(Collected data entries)
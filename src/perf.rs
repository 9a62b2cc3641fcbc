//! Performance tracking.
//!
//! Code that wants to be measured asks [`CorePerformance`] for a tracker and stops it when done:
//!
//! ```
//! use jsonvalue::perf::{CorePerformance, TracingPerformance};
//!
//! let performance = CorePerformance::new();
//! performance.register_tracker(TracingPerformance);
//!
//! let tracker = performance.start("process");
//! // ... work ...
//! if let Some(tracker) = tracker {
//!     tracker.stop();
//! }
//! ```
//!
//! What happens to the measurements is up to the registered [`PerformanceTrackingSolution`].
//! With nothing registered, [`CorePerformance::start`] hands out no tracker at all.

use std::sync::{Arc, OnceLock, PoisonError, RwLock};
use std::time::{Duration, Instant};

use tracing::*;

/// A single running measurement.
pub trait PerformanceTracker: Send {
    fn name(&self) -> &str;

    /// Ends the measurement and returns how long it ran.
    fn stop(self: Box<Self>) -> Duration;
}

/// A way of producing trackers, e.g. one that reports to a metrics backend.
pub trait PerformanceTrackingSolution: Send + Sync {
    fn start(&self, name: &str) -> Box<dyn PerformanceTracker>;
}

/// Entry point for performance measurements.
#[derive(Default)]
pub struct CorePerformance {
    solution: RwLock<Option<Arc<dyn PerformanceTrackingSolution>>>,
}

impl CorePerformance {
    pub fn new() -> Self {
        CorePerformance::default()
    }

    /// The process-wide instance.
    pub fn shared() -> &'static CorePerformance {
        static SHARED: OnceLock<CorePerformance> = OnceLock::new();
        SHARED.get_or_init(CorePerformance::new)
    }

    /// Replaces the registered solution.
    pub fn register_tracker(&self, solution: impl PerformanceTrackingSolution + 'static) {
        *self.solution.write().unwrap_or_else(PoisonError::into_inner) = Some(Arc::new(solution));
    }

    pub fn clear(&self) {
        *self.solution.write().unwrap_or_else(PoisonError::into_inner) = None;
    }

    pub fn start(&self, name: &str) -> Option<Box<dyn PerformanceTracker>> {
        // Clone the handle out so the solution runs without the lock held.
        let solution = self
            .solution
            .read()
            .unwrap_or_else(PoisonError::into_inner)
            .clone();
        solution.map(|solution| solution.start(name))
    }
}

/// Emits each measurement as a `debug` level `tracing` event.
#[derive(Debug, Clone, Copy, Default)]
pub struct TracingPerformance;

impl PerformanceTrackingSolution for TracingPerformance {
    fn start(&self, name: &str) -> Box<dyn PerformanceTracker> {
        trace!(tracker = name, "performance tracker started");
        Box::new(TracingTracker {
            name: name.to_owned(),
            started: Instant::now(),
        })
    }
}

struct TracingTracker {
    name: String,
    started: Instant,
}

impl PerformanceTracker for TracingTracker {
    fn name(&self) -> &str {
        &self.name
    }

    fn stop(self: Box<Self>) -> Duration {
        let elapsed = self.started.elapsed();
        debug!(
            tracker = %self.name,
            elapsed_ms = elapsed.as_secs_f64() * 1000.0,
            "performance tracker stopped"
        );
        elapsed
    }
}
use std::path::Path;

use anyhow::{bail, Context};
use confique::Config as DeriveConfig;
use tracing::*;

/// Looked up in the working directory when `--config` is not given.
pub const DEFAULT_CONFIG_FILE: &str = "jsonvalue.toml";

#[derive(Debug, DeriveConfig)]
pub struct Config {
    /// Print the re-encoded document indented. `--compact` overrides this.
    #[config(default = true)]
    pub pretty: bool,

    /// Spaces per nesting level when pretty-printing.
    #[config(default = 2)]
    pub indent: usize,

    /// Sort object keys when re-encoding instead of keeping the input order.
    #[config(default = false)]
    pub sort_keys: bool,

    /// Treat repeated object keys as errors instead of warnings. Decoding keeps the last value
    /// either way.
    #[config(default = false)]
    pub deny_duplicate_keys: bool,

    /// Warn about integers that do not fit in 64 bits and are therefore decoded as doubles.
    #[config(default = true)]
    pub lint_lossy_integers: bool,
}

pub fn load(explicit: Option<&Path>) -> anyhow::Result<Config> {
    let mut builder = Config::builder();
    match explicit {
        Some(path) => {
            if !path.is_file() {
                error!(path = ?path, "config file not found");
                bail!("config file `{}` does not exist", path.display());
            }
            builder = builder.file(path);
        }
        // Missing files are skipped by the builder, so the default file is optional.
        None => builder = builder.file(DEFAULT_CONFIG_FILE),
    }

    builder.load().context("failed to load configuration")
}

Problem to solve:
Please copy every line in the entries where "Instant" appears.

Task answer:
use std::time::{Duration, Instant};
            started: Instant::now(),
    started: Instant,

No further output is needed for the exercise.